(The records)
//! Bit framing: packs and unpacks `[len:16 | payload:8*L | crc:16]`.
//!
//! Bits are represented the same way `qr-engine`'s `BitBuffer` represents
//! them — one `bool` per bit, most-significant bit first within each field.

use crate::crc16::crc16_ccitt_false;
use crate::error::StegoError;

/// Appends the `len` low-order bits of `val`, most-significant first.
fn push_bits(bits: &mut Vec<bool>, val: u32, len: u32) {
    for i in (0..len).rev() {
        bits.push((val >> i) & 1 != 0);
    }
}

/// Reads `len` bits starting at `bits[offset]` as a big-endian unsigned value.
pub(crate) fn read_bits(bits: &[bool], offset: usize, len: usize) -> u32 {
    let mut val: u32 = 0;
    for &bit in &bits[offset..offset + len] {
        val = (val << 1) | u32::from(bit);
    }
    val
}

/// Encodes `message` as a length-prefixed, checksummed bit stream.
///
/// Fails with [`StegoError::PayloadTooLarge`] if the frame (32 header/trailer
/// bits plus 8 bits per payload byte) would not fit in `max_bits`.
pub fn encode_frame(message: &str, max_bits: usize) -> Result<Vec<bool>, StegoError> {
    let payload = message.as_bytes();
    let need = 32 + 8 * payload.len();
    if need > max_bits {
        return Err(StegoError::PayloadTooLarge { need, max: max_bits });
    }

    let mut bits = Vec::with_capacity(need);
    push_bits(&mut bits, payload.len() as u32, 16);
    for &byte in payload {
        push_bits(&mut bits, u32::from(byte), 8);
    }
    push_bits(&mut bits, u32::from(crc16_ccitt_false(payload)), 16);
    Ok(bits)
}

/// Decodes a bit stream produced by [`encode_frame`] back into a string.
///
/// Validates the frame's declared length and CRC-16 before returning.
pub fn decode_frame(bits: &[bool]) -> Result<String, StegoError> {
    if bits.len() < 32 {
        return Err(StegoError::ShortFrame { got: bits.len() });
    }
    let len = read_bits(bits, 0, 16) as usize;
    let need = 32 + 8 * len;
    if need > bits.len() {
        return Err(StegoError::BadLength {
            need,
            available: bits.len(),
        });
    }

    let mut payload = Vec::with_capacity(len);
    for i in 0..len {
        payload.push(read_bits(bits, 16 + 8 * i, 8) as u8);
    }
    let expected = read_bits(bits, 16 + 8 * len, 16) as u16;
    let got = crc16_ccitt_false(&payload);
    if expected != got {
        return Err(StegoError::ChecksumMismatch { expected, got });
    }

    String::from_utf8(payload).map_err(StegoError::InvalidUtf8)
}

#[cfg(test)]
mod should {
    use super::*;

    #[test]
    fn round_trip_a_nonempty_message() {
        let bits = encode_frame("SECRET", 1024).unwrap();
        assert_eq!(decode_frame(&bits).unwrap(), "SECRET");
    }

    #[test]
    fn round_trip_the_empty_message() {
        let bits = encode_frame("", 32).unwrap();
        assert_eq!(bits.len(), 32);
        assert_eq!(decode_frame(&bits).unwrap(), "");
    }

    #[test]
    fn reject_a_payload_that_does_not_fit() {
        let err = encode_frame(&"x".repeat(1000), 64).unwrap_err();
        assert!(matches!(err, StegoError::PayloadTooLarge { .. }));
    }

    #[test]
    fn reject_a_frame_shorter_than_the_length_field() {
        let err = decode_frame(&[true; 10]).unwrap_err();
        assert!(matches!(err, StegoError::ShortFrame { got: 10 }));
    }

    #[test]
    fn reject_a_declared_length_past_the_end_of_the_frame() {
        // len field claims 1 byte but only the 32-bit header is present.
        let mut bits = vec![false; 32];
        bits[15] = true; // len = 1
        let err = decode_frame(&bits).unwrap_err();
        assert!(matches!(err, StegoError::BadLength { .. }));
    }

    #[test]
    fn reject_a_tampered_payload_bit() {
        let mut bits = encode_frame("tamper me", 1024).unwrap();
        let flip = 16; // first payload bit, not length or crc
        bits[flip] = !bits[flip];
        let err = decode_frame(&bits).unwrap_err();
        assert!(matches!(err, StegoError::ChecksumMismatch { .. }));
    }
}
(End The records)
(The records)
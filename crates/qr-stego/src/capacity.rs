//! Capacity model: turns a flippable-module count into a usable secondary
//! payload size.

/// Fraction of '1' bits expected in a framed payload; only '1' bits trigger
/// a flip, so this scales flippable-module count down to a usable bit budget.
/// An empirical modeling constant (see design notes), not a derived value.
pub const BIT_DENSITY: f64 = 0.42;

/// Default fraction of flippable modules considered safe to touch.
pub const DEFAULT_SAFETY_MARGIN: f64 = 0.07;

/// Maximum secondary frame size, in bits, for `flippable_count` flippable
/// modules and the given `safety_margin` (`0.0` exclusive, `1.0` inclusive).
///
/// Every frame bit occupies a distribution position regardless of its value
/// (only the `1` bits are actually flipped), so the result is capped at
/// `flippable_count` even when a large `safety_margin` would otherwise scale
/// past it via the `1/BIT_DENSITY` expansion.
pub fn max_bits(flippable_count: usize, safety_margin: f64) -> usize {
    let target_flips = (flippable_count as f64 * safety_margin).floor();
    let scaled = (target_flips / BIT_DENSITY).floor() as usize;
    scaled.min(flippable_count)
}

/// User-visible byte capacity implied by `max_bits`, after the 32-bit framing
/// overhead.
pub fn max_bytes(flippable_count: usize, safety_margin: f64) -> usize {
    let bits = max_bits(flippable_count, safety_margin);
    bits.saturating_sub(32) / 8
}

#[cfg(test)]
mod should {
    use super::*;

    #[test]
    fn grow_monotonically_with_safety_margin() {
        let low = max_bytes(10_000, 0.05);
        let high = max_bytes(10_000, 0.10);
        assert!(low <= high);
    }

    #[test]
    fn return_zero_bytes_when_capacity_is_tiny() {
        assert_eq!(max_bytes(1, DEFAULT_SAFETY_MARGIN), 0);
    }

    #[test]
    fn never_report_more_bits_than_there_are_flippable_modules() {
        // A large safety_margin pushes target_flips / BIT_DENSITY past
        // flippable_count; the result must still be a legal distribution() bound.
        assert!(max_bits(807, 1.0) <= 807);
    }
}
(End The records)
* **Required action**: Could you reproduce, exactly, every line above from the line with "Bit framing: packs" to the line with "use crate::crc16::crc16_ccitt_false;", and no other line? Both ends count.

* **Answer for this exercise**:
//! Bit framing: packs and unpacks `[len:16 | payload:8*L | crc:16]`.
//!
//! Bits are represented the same way `qr-engine`'s `BitBuffer` represents
//! them — one `bool` per bit, most-significant bit first within each field.

use crate::crc16::crc16_ccitt_false;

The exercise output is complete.